Les échanges "se déroulent comme une conversation normale, mais ils vont utiliser des techniques de manipulation très spécifiques pour initier une emprise".
Les arnaqueurs, souvent basés en Afrique de l'Ouest, se muent sous de fausses identités qui vivent et travaillent à l'étranger, parfois des militaires, ouvrant ainsi la voie, plus tard, à des alibis.
Après une idylle à distance, vient la demande de virement d'argent pour des billets d'avion, un visa, des frais médicaux ou d'autres urgences, toujours avec la promesse d'un remboursement une fois réunis.
Peu de risques, beaucoup de bénéfices: avec de tels avantages, les escrocs répètent ce scénario non seulement sur les applications de rencontre, mais également par Instagram, ou encore les jeux en ligne.
"Les arnaqueurs sont présents sur n'importe quel espace où vous pouvez lancer une conversation avec quelqu'un", estime Tim McGuinness.

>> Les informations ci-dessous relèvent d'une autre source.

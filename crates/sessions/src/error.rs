use thiserror::Error;

type BoxedSource = Box<dyn std::error::Error + Send + Sync>;

#[derive(Debug, Error)]
pub enum Error {
    /// Rejected before any mutation (empty identity, unknown role, empty content).
    #[error("invalid {field}: {message}")]
    Validation {
        field: &'static str,
        message: String,
    },

    /// The backend could not be reached, or a write could not be verified.
    #[error("history store unavailable: {context}")]
    StoreUnavailable {
        context: String,
        #[source]
        source: Option<BoxedSource>,
    },
}

impl Error {
    #[must_use]
    pub fn validation(field: &'static str, message: impl Into<String>) -> Self {
        Self::Validation {
            field,
            message: message.into(),
        }
    }

    #[must_use]
    pub fn unavailable(context: impl Into<String>) -> Self {
        Self::StoreUnavailable {
            context: context.into(),
            source: None,
        }
    }

    #[must_use]
    pub fn unavailable_with(
        context: impl Into<String>,
        source: impl std::error::Error + Send + Sync + 'static,
    ) -> Self {
        Self::StoreUnavailable {
            context: context.into(),
            source: Some(Box::new(source)),
        }
    }

    #[must_use]
    pub fn is_validation(&self) -> bool {
        matches!(self, Self::Validation { .. })
    }

    #[must_use]
    pub fn is_unavailable(&self) -> bool {
        matches!(self, Self::StoreUnavailable { .. })
    }
}

impl From<std::io::Error> for Error {
    fn from(source: std::io::Error) -> Self {
        Self::unavailable_with("i/o failure", source)
    }
}

impl From<serde_json::Error> for Error {
    fn from(source: serde_json::Error) -> Self {
        Self::unavailable_with("encoding failure", source)
    }
}

impl From<tokio::task::JoinError> for Error {
    fn from(source: tokio::task::JoinError) -> Self {
        Self::unavailable_with("blocking task failed", source)
    }
}

pub type Result<T> = std::result::Result<T, Error>;
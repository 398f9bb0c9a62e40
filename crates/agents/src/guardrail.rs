//! Pass/fail oracles on inbound and outbound text.

use std::sync::Arc;

use {async_trait::async_trait, serde::Deserialize, tracing::debug};

use crate::{
    error::{Error, Result},
    model::{AgentExecutor, ChatMessage},
    prompt,
    variant::AgentVariant,
};

#[derive(Debug, Clone, Default, PartialEq, Eq, Deserialize)]
pub struct GuardrailVerdict {
    #[serde(rename = "tripwire")]
    pub tripwire_triggered: bool,
    #[serde(default)]
    pub reason: String,
}

impl GuardrailVerdict {
    #[must_use]
    pub fn pass() -> Self {
        Self::default()
    }

    pub fn trip(reason: impl Into<String>) -> Self {
        Self {
            tripwire_triggered: true,
            reason: reason.into(),
        }
    }
}

/// Opaque content check. Callers treat errors as a pass.
#[async_trait]
pub trait Guardrail: Send + Sync {
    fn name(&self) -> &str;

    async fn check(&self, text: &str) -> Result<GuardrailVerdict>;
}

/// Always passes.
pub struct NoopGuardrail;

#[async_trait]
impl Guardrail for NoopGuardrail {
    fn name(&self) -> &str {
        "noop"
    }

    async fn check(&self, _text: &str) -> Result<GuardrailVerdict> {
        Ok(GuardrailVerdict::pass())
    }
}

#[derive(Debug, Clone, Copy, PartialEq, Eq)]
pub enum GuardrailKind {
    /// Inbound content moderation.
    Moderation,
    /// Outbound disclaimer check.
    Disclaimer,
}

/// Asks the execution engine for a JSON verdict.
pub struct ModelGuardrail {
    executor: Arc<dyn AgentExecutor>,
    kind: GuardrailKind,
    variant: AgentVariant,
}

impl ModelGuardrail {
    pub fn new(executor: Arc<dyn AgentExecutor>, kind: GuardrailKind, model: Option<String>) -> Self {
        let variant = match kind {
            GuardrailKind::Moderation => AgentVariant::new("content_moderation", "moderation")
                .with_instructions(prompt::MODERATION_INSTRUCTIONS),
            GuardrailKind::Disclaimer => AgentVariant::new("disclaimer_check", "moderation")
                .with_instructions(prompt::DISCLAIMER_CHECK_INSTRUCTIONS),
        }
        .with_model(model);
        Self {
            executor,
            kind,
            variant,
        }
    }
}

/// Pull the verdict object out of a model reply, tolerating code fences and
/// surrounding prose.
fn parse_verdict(raw: &str) -> Result<GuardrailVerdict> {
    let start = raw.find('{');
    let end = raw.rfind('}');
    let json = match (start, end) {
        (Some(s), Some(e)) if s < e => &raw[s..=e],
        _ => return Err(Error::MalformedVerdict(raw.chars().take(80).collect())),
    };
    serde_json::from_str(json).map_err(|e| Error::MalformedVerdict(e.to_string()))
}

#[async_trait]
impl Guardrail for ModelGuardrail {
    fn name(&self) -> &str {
        &self.variant.name
    }

    async fn check(&self, text: &str) -> Result<GuardrailVerdict> {
        let messages = [ChatMessage::user(text)];
        let raw = self.executor.run(&self.variant, &messages).await?;
        let verdict = parse_verdict(&raw)?;
        debug!(
            guardrail = ?self.kind,
            tripwire = verdict.tripwire_triggered,
            reason = %verdict.reason,
            "guardrail verdict"
        );
        Ok(verdict)
    }
}
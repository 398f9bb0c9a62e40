//! Agent variants and the registry the router selects from.

use std::{collections::BTreeMap, fmt, str::FromStr};

use serde::{Deserialize, Serialize};

use crate::prompt;

pub const GENERAL_VARIANT: &str = "general";
pub const RESEARCH_VARIANT: &str = "research";
pub const CONTRACT_VARIANT: &str = "contract";

/// A piece of information a variant needs before it may take over.
#[derive(Debug, Clone, Copy, PartialEq, Eq, Hash, PartialOrd, Ord, Serialize, Deserialize)]
#[serde(rename_all = "snake_case")]
pub enum Slot {
    Parties,
    Term,
    KeyConditions,
}

impl Slot {
    pub const ALL: [Slot; 3] = [Slot::Parties, Slot::Term, Slot::KeyConditions];

    #[must_use]
    pub fn as_str(self) -> &'static str {
        match self {
            Self::Parties => "parties",
            Self::Term => "term",
            Self::KeyConditions => "key_conditions",
        }
    }

    /// Human wording used in clarification replies.
    #[must_use]
    pub fn describe(self) -> &'static str {
        match self {
            Self::Parties => "the parties involved (who is signing)",
            Self::Term => "the duration or term of the agreement",
            Self::KeyConditions => "the key terms and conditions (what is being agreed)",
        }
    }
}

impl fmt::Display for Slot {
    fn fmt(&self, f: &mut fmt::Formatter<'_>) -> fmt::Result {
        f.write_str(self.as_str())
    }
}

impl FromStr for Slot {
    type Err = String;

    fn from_str(s: &str) -> Result<Self, Self::Err> {
        Self::ALL
            .into_iter()
            .find(|slot| slot.as_str() == s)
            .ok_or_else(|| format!("unknown slot: {s}"))
    }
}

/// A specialised agent persona.
#[derive(Debug, Clone, PartialEq, Eq, Serialize, Deserialize)]
pub struct AgentVariant {
    pub name: String,
    pub capability: String,
    #[serde(default)]
    pub required_slots: Vec<Slot>,
    #[serde(default)]
    pub instructions: String,
    /// Model id override; `None` uses the executor's default model.
    #[serde(default)]
    pub model: Option<String>,
}

impl AgentVariant {
    pub fn new(name: impl Into<String>, capability: impl Into<String>) -> Self {
        Self {
            name: name.into(),
            capability: capability.into(),
            required_slots: Vec::new(),
            instructions: String::new(),
            model: None,
        }
    }

    #[must_use]
    pub fn with_required_slots(mut self, slots: impl IntoIterator<Item = Slot>) -> Self {
        self.required_slots = slots.into_iter().collect();
        self
    }

    #[must_use]
    pub fn with_instructions(mut self, instructions: impl Into<String>) -> Self {
        self.instructions = instructions.into();
        self
    }

    #[must_use]
    pub fn with_model(mut self, model: Option<String>) -> Self {
        self.model = model;
        self
    }

    pub fn general() -> Self {
        Self::new(GENERAL_VARIANT, "legal_advice").with_instructions(prompt::GENERAL_INSTRUCTIONS)
    }

    pub fn research() -> Self {
        Self::new(RESEARCH_VARIANT, "legal_research")
            .with_instructions(prompt::RESEARCH_INSTRUCTIONS)
    }

    pub fn contract() -> Self {
        Self::new(CONTRACT_VARIANT, "contract_drafting")
            .with_required_slots(Slot::ALL)
            .with_instructions(prompt::CONTRACT_INSTRUCTIONS)
    }
}

/// Registered variants plus the default used when classification is unusable.
#[derive(Debug, Clone)]
pub struct VariantRegistry {
    variants: BTreeMap<String, AgentVariant>,
    default: String,
}

impl VariantRegistry {
    /// A registry holding only `default`.
    pub fn new(default: AgentVariant) -> Self {
        let name = default.name.clone();
        let mut variants = BTreeMap::new();
        variants.insert(name.clone(), default);
        Self {
            variants,
            default: name,
        }
    }

    /// The built-in general (default), research and contract variants.
    pub fn builtin() -> Self {
        let mut registry = Self::new(AgentVariant::general());
        registry.register(AgentVariant::research());
        registry.register(AgentVariant::contract());
        registry
    }

    /// Add or replace a variant. Replacing the default keeps it the default.
    pub fn register(&mut self, variant: AgentVariant) {
        self.variants.insert(variant.name.clone(), variant);
    }

    /// Point every variant at `model` unless it already names one.
    pub fn set_default_model(&mut self, model: &str) {
        for variant in self.variants.values_mut() {
            if variant.model.is_none() {
                variant.model = Some(model.to_string());
            }
        }
    }

    #[must_use]
    pub fn get(&self, name: &str) -> Option<&AgentVariant> {
        self.variants.get(name)
    }

    #[must_use]
    pub fn contains(&self, name: &str) -> bool {
        self.variants.contains_key(name)
    }

    #[must_use]
    pub fn default_variant(&self) -> &AgentVariant {
        // The default is inserted in `new` and `register` only replaces it.
        &self.variants[&self.default]
    }

    pub fn names(&self) -> impl Iterator<Item = &str> {
        self.variants.keys().map(String::as_str)
    }

    pub fn iter(&self) -> impl Iterator<Item = &AgentVariant> {
        self.variants.values()
    }
}

impl Default for VariantRegistry {
    fn default() -> Self {
        Self::builtin()
    }
}

#[cfg(test)]
#[allow(clippy::unwrap_used, clippy::expect_used)]
mod tests {
    use super::*;

    #[test]
    fn builtin_registry_has_three_variants() {
        let registry = VariantRegistry::builtin();
        let names: Vec<&str> = registry.names().collect();
        assert_eq!(names, vec!["contract", "general", "research"]);
        assert_eq!(registry.default_variant().name, GENERAL_VARIANT);
    }

    #[test]
    fn contract_requires_all_slots() {
        let registry = VariantRegistry::builtin();
        let contract = registry.get(CONTRACT_VARIANT).unwrap();
        assert_eq!(contract.required_slots, vec![
            Slot::Parties,
            Slot::Term,
            Slot::KeyConditions
        ]);
        assert!(registry.get(GENERAL_VARIANT).unwrap().required_slots.is_empty());
    }

    #[test]
    fn replacing_default_keeps_it_default() {
        let mut registry = VariantRegistry::builtin();
        registry.register(AgentVariant::new(GENERAL_VARIANT, "custom"));
        assert_eq!(registry.default_variant().capability, "custom");
    }

    #[test]
    fn set_default_model_keeps_overrides() {
        let mut registry = VariantRegistry::builtin();
        registry.register(AgentVariant::research().with_model(Some("gpt-4o".into())));
        registry.set_default_model("gpt-4");
        assert_eq!(registry.get(RESEARCH_VARIANT).unwrap().model.as_deref(), Some("gpt-4o"));
        assert_eq!(registry.get(CONTRACT_VARIANT).unwrap().model.as_deref(), Some("gpt-4"));
    }

    #[test]
    fn slot_parses_snake_case() {
        assert_eq!("key_conditions".parse::<Slot>().unwrap(), Slot::KeyConditions);
        assert!("duration".parse::<Slot>().is_err());
    }
}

- "Personne n'en parlait" -
Et les jeunes ne sont pas épargnés: selon la FTC, le nombre d'Américains de 18 à 29 ans touchés a été multiplié par plus de dix entre 2017 et 2021.
La popularité croissante des cryptomonnaies, comme le bitcoin, facilite également ces tromperies par l'opacité des transferts de liquidités qu'elles permettent.
Selon Tim McGuinness, les jeunes se font avoir "plus souvent et pour des montants plus faibles", quand les plus âgés perdent des sommes plus importantes, mais moins souvent.
Les victimes, face à la crainte du jugement des autres, gardent bien souvent pour elles une histoire dont elles ont honte.
Debby Montgomery Johnson a entendu en quelques années beaucoup d'histoires similaires à la sienne, "mais personne n'en parlait". Elle dit aujourd'hui vouloir s'en faire l'écho autour d'elle, "pour être la voix de celle qui a survécu."